[Saved entries]

-*-*-

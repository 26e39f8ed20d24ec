//! Disjoint-set union with union by rank and path compression

use super::model::NodeIndex;

/// Partition of `0..n` into disjoint sets
#[derive(Debug, Clone)]
pub struct DisjointSet {
    parent: Vec<NodeIndex>,
    rank: Vec<u32>,
    sets: usize,
}

impl DisjointSet {
    /// One singleton set per element
    pub fn new(n: usize) -> Self {
        Self {
            parent: (0..n).collect(),
            rank: vec![0; n],
            sets: n,
        }
    }

    /// Representative of `x`'s set. Compresses the walked path.
    pub fn find(&mut self, x: NodeIndex) -> NodeIndex {
        let mut root = x;
        while self.parent[root] != root {
            root = self.parent[root];
        }

        let mut current = x;
        while self.parent[current] != root {
            let next = self.parent[current];
            self.parent[current] = root;
            current = next;
        }

        root
    }

    /// Merge the sets of `x` and `y`. Returns false if they were already joined.
    pub fn union(&mut self, x: NodeIndex, y: NodeIndex) -> bool {
        let rx = self.find(x);
        let ry = self.find(y);
        if rx == ry {
            return false;
        }

        match self.rank[rx].cmp(&self.rank[ry]) {
            std::cmp::Ordering::Less => self.parent[rx] = ry,
            std::cmp::Ordering::Greater => self.parent[ry] = rx,
            std::cmp::Ordering::Equal => {
                self.parent[ry] = rx;
                self.rank[rx] += 1;
            }
        }

        self.sets -= 1;
        true
    }

    pub fn same_set(&mut self, x: NodeIndex, y: NodeIndex) -> bool {
        self.find(x) == self.find(y)
    }

    /// Number of disjoint sets remaining
    pub fn set_count(&self) -> usize {
        self.sets
    }

    pub fn len(&self) -> usize {
        self.parent.len()
    }

    pub fn is_empty(&self) -> bool {
        self.parent.is_empty()
    }
}
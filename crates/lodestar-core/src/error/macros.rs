//! Error macros for lodestar

/// Macro for creating invalid value errors
#[macro_export]
macro_rules! bail_invalid {
    ($context:expr, $value:expr) => {
        return Err($crate::error::LodestarError::invalid_value($context, $value))
    };
}

/// Macro for creating usage errors
#[macro_export]
macro_rules! bail_usage {
    ($msg:expr) => {
        return Err($crate::error::LodestarError::UsageError($msg.to_string()))
    };
}

/// Macro for rejecting a node that is not part of the graph
#[macro_export]
macro_rules! bail_unknown_node {
    ($node:expr) => {
        return Err($crate::error::LodestarError::unknown_node($node))
    };
}
use std::sync::atomic::{AtomicU64, Ordering};
use tracing_subscriber::{fmt, prelude::*, EnvFilter};

/// Per-query work counters for structured logging.
///
/// Tracks how much work a query performed so slow queries can be explained
/// from logs alone. All operations are atomic and lock-free.
#[derive(Debug, Default)]
pub struct QueryMetrics {
    /// Successful edge relaxations (distance improvements)
    relaxations: AtomicU64,
    /// Entries pushed onto a priority queue
    queue_pushes: AtomicU64,
    /// Entries popped and discarded because a better priority superseded them
    stale_pops: AtomicU64,
}

impl QueryMetrics {
    /// Create a new QueryMetrics instance
    pub fn new() -> Self {
        Self::default()
    }

    /// Record a successful relaxation
    pub fn record_relaxation(&self) {
        self.relaxations.fetch_add(1, Ordering::Relaxed);
    }

    /// Record a queue push
    pub fn record_push(&self) {
        self.queue_pushes.fetch_add(1, Ordering::Relaxed);
    }

    /// Record a stale queue entry being skipped
    pub fn record_stale_pop(&self) {
        self.stale_pops.fetch_add(1, Ordering::Relaxed);
    }

    pub fn relaxations(&self) -> u64 {
        self.relaxations.load(Ordering::Relaxed)
    }

    pub fn queue_pushes(&self) -> u64 {
        self.queue_pushes.load(Ordering::Relaxed)
    }

    pub fn stale_pops(&self) -> u64 {
        self.stale_pops.load(Ordering::Relaxed)
    }

    /// Share of pushed entries that were discarded as stale (0.0-100.0)
    pub fn stale_rate(&self) -> f64 {
        let pushes = self.queue_pushes();
        if pushes == 0 {
            0.0
        } else {
            (self.stale_pops() as f64 / pushes as f64) * 100.0
        }
    }
}

/// Log query metrics at debug level.
///
/// Usage:
/// ```rust,ignore
/// let metrics = QueryMetrics::new();
/// // ... record some metrics ...
/// log_query_metrics!(&metrics, "dijkstra");
/// ```
#[macro_export]
macro_rules! log_query_metrics {
    ($metrics:expr, $name:expr) => {
        tracing::debug!(
            operation = $name,
            relaxations = $metrics.relaxations(),
            queue_pushes = $metrics.queue_pushes(),
            stale_pops = $metrics.stale_pops(),
            stale_rate = $metrics.stale_rate(),
            "query_metrics"
        );
    };
}

/// Helper macro for logging elapsed time at trace level.
///
/// Usage:
/// ```rust,ignore
/// let start = Instant::now();
/// // ... some work ...
/// trace_time!(start, "operation_name");
/// // Or with additional fields:
/// trace_time!(start, "operation_name", nodes = graph.node_count());
/// ```
#[macro_export]
macro_rules! trace_time {
    ($start:expr, $name:literal) => {
        tracing::trace!(elapsed = ?$start.elapsed(), $name);
    };
    ($start:expr, $name:literal $(, $field:ident = $value:expr)*) => {
        tracing::trace!(elapsed = ?$start.elapsed(), $($field = $value),*, $name);
    };
}

/// Initialize structured logging based on CLI arguments
pub fn init_tracing(
    verbose: bool,
    log_level: Option<&str>,
    log_json: bool,
) -> Result<(), Box<dyn std::error::Error>> {
    let level = match (verbose, log_level) {
        (true, None) => "lodestar=debug,lodestar_core=debug",
        (false, None) => "lodestar=warn,lodestar_core=warn",
        (_, Some(level)) => return init_with_level(level, log_json),
    };

    init_with_level(level, log_json)
}

fn init_with_level(level: &str, log_json: bool) -> Result<(), Box<dyn std::error::Error>> {
    // Support LODESTAR_LOG environment variable override
    let filter = EnvFilter::try_from_default_env()
        .or_else(|_| EnvFilter::try_from_env("LODESTAR_LOG"))
        .unwrap_or_else(|_| {
            EnvFilter::new(if level.contains('=') || level.contains(',') {
                level.to_string()
            } else {
                format!("lodestar={},lodestar_core={}", level, level)
            })
        });

    let registry = tracing_subscriber::registry().with(filter);

    if log_json {
        registry
            .with(
                fmt::layer()
                    .json()
                    .with_writer(std::io::stderr)
                    .with_ansi(false)
                    .with_span_events(
                        tracing_subscriber::fmt::format::FmtSpan::NEW
                            | tracing_subscriber::fmt::format::FmtSpan::CLOSE,
                    ),
            )
            .try_init()?;
    } else {
        registry
            .with(
                fmt::layer()
                    .compact()
                    .with_target(false)
                    .with_writer(std::io::stderr)
                    .with_ansi(false),
            )
            .try_init()?;
    }

    Ok(())
}
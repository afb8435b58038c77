//! Helpful types

use serde::{Deserialize, Serialize};
use smartstring::{LazyCompact, SmartString};
use std::fmt::Display;

/// The display name of a pipeline node
#[derive(Debug, Hash, PartialEq, Eq, Clone, Serialize, Deserialize, PartialOrd, Ord)]
pub struct NodeName {
	x: SmartString<LazyCompact>,
}

impl NodeName {
	/// Make a new node name
	pub fn new(name: &str) -> Self {
		Self { x: name.into() }
	}

	/// Get the name
	pub fn name(&self) -> &SmartString<LazyCompact> {
		&self.x
	}
}

impl Display for NodeName {
	fn fmt(&self, f: &mut std::fmt::Formatter<'_>) -> std::fmt::Result {
		self.x.fmt(f)
	}
}

impl From<String> for NodeName {
	fn from(value: String) -> Self {
		Self::new(&value)
	}
}

impl From<&str> for NodeName {
	fn from(value: &str) -> Self {
		Self::new(value)
	}
}

/// The name of a queue, as attached to one or more node ports
#[derive(Debug, Hash, PartialEq, Eq, Clone, Serialize, Deserialize, PartialOrd, Ord)]
pub struct PortName {
	x: SmartString<LazyCompact>,
}

impl PortName {
	/// Make a new port name
	pub fn new(name: &str) -> Self {
		Self { x: name.into() }
	}

	/// Get the name
	pub fn name(&self) -> &SmartString<LazyCompact> {
		&self.x
	}
}

impl Display for PortName {
	fn fmt(&self, f: &mut std::fmt::Formatter<'_>) -> std::fmt::Result {
		self.x.fmt(f)
	}
}

impl From<String> for PortName {
	fn from(value: String) -> Self {
		Self::new(&value)
	}
}

impl From<&str> for PortName {
	fn from(value: &str) -> Self {
		Self::new(value)
	}
}

/// A pipeline's name
#[derive(Debug, Hash, PartialEq, Eq, Clone, Serialize, Deserialize, PartialOrd, Ord)]
pub struct PipelineName {
	x: SmartString<LazyCompact>,
}

impl PipelineName {
	/// Make a new pipeline name
	pub fn new(name: &str) -> Self {
		Self { x: name.into() }
	}

	/// Get the name
	pub fn name(&self) -> &SmartString<LazyCompact> {
		&self.x
	}
}

impl Display for PipelineName {
	fn fmt(&self, f: &mut std::fmt::Formatter<'_>) -> std::fmt::Result {
		self.x.fmt(f)
	}
}

impl From<String> for PipelineName {
	fn from(value: String) -> Self {
		Self::new(&value)
	}
}
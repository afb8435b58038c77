//! The execution engine for a staged data-flow pipeline: nodes connected
//! by named bounded queues, pumping batches of records through a worker
//! per node, synchronizing multi-input fan-in, and orchestrating orderly
//! or fault-induced shutdown through a supervisor.
//!
//! Concrete node implementations (what a node's `processing` function
//! actually does) live outside this crate; `conduit-pipeline` only
//! specifies and runs the machinery around them.

pub mod batch;
pub mod builder;
pub mod errors;
pub mod isolation;
pub mod liveness;
pub mod managed;
pub mod memory;
pub mod metrics;
pub mod node;
pub mod queue;
pub mod registry;
pub mod remote_node;
pub mod supervisor;
pub mod worker;

pub use batch::{Batch, BatchStatus, Metadata, Record};
pub use builder::{BuiltPipeline, PipelineBuilder};
pub use errors::{BuilderError, NodeError, RegistryError};
pub use isolation::{Isolation, QueueFlavor};
pub use managed::ManagedNode;
pub use node::{NodeHandle, NodeLogic, NodeStatus, StatusHandle};
pub use registry::ConfigRecord;
pub use remote_node::RemoteNode;
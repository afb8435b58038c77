//! Projects a fixed set of keys out of every record in a batch.
//!
//! Grounded directly on `original_source/pipez/nodes/common/get.py`'s
//! `Get(Node)`: `work_func` rebuilds each row keeping only `self._key`.

use conduit_pipeline::{
	batch::{Batch, Record},
	errors::NodeError,
	node::NodeLogic,
};

/// Keeps only the configured keys of each record, dropping everything else.
pub struct Get {
	keys: Vec<String>,
}

impl Get {
	/// A `Get` node that keeps `keys` from every record it sees
	pub fn new(keys: Vec<String>) -> Self {
		Self { keys }
	}
}

impl NodeLogic for Get {
	fn processing(&mut self, input: Option<Batch>) -> Result<Option<Batch>, NodeError> {
		let Some(batch) = input else {
			return Ok(None);
		};
		if !batch.is_ok() {
			return Ok(Some(batch));
		}

		let records = batch
			.iter()
			.map(|record| {
				let mut projected = Record::new();
				for key in &self.keys {
					if let Some(value) = record.get(key) {
						projected.insert(key.clone(), value.clone());
					}
				}
				projected
			})
			.collect();

		Ok(Some(Batch::ok(records, batch.metadata().clone())))
	}
}

pub(crate) fn register() {
	conduit_pipeline::registry::register(
		"conduit.Get",
		Box::new(|args| {
			let keys = args
				.get("keys")
				.and_then(|v| v.as_array())
				.ok_or_else(|| "conduit.Get requires a `keys` array argument".to_string())?
				.iter()
				.map(|v| {
					v.as_str()
						.map(str::to_string)
						.ok_or_else(|| "conduit.Get `keys` entries must be strings".to_string())
				})
				.collect::<Result<Vec<_>, _>>()?;
			Ok(Box::new(Get::new(keys)) as Box<dyn NodeLogic>)
		}),
	);
}
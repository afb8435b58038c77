//! The watchdog: a node like any other, whose work function watches
//! every other node's status instead of processing batches.
//!
//! Grounded directly on `original_source/pipez/core/watchdog.py`'s
//! `WatchDog(Node)`: no input or output ports, a periodic `processing`
//! call (driven by the ordinary node timeout) that writes a heartbeat,
//! checks whether the pipeline finished on its own, and drains every
//! node the moment any one of them is found `TERMINATED`.

use serde_json::Value;

use crate::{
	batch::Batch,
	errors::NodeError,
	managed::ManagedNode,
	memory,
	node::{NodeLogic, NodeStatus},
};

/// Shared-memory key the watchdog writes its heartbeat timestamp under.
/// The liveness monitor (4.H) watches this same key from outside the
/// pipeline's own process tree.
pub const HEARTBEAT_KEY: &str = "conduit:watchdog:heartbeat";

/// The supervisor's work function: polls every managed node's status on
/// each iteration, and decides whether the pipeline is done.
pub struct Watchdog {
	nodes: Vec<ManagedNode>,
}

impl Watchdog {
	/// Watch `nodes` (every node the builder started, not including the
	/// watchdog itself)
	pub fn new(nodes: Vec<ManagedNode>) -> Self {
		Self { nodes }
	}

	fn write_heartbeat(&self) {
		let now = std::time::SystemTime::now()
			.duration_since(std::time::UNIX_EPOCH)
			.unwrap_or_default()
			.as_secs_f64();
		memory::shared().set(HEARTBEAT_KEY, Value::from(now));
	}
}

impl NodeLogic for Watchdog {
	fn processing(&mut self, _input: Option<Batch>) -> Result<Option<Batch>, NodeError> {
		self.write_heartbeat();

		if self.nodes.iter().all(|n| n.status() == NodeStatus::Completed) {
			tracing::info!("watchdog: every node completed, shutting down");
			return Ok(Some(Batch::last()));
		}

		if let Some(failed) = self.nodes.iter().find(|n| n.status() == NodeStatus::Terminated) {
			tracing::error!(node = %failed.name(), "watchdog: node terminated, draining pipeline");
			for node in &self.nodes {
				node.drain();
			}
			return Ok(Some(Batch::last()));
		}

		Ok(None)
	}
}

#[cfg(test)]
mod tests {
	use super::*;
	use crate::node::NodeHandle;
	use conduit_util::NodeName;
	use std::sync::Arc;

	/// A bare handle, optionally pre-drained to `TERMINATED`. `Pending`
	/// is the only other status reachable without running the node's
	/// loop, which is exactly what the watchdog sees for a node that
	/// hasn't started iterating yet.
	fn node_with_status(name: &str, status: NodeStatus) -> ManagedNode {
		let handle = NodeHandle::new(
			NodeName::new(name),
			Vec::new(),
			Vec::new(),
			Vec::new(),
			Vec::new(),
			std::time::Duration::ZERO,
			0,
			0,
			None,
			false,
		);
		if status == NodeStatus::Terminated {
			handle.drain();
		}
		ManagedNode::Local(Arc::new(handle))
	}

	#[test]
	fn continues_while_any_node_is_still_alive() {
		memory::init_shared_local();
		let nodes = vec![node_with_status("a", NodeStatus::Pending)];
		let mut watchdog = Watchdog::new(nodes);
		assert!(watchdog.processing(None).unwrap().is_none());
	}

	struct FinishImmediately;
	impl NodeLogic for FinishImmediately {
		fn processing(&mut self, _input: Option<Batch>) -> Result<Option<Batch>, NodeError> {
			Ok(Some(Batch::last()))
		}
	}

	#[test]
	fn completes_once_every_node_has_completed() {
		memory::init_shared_local();
		let handle = Arc::new(NodeHandle::new(
			NodeName::new("done"),
			Vec::new(),
			Vec::new(),
			Vec::new(),
			Vec::new(),
			std::time::Duration::ZERO,
			0,
			0,
			None,
			false,
		));
		let status = handle.status();
		crate::node::run(handle.clone(), Box::new(FinishImmediately));
		assert_eq!(status.get(), NodeStatus::Completed);

		let nodes = vec![ManagedNode::Local(handle)];
		let mut watchdog = Watchdog::new(nodes);
		let out = watchdog.processing(None).unwrap();
		assert!(out.unwrap().is_last());
	}

	#[test]
	fn drains_every_node_when_one_terminates() {
		memory::init_shared_local();
		let a = node_with_status("a", NodeStatus::Pending);
		let b = node_with_status("b", NodeStatus::Terminated);
		let nodes = vec![a.clone(), b];
		let mut watchdog = Watchdog::new(nodes);
		let out = watchdog.processing(None).unwrap();
		assert!(out.unwrap().is_last());
		assert_eq!(a.status(), NodeStatus::Terminated);
	}
}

-*-*-

ASSIGNMENT
Pull every line holding "logging" out of the records.

ANSWER BOX
/// Per-query work counters for structured logging.
/// Helper macro for logging elapsed time at trace level.
/// Initialize structured logging based on CLI arguments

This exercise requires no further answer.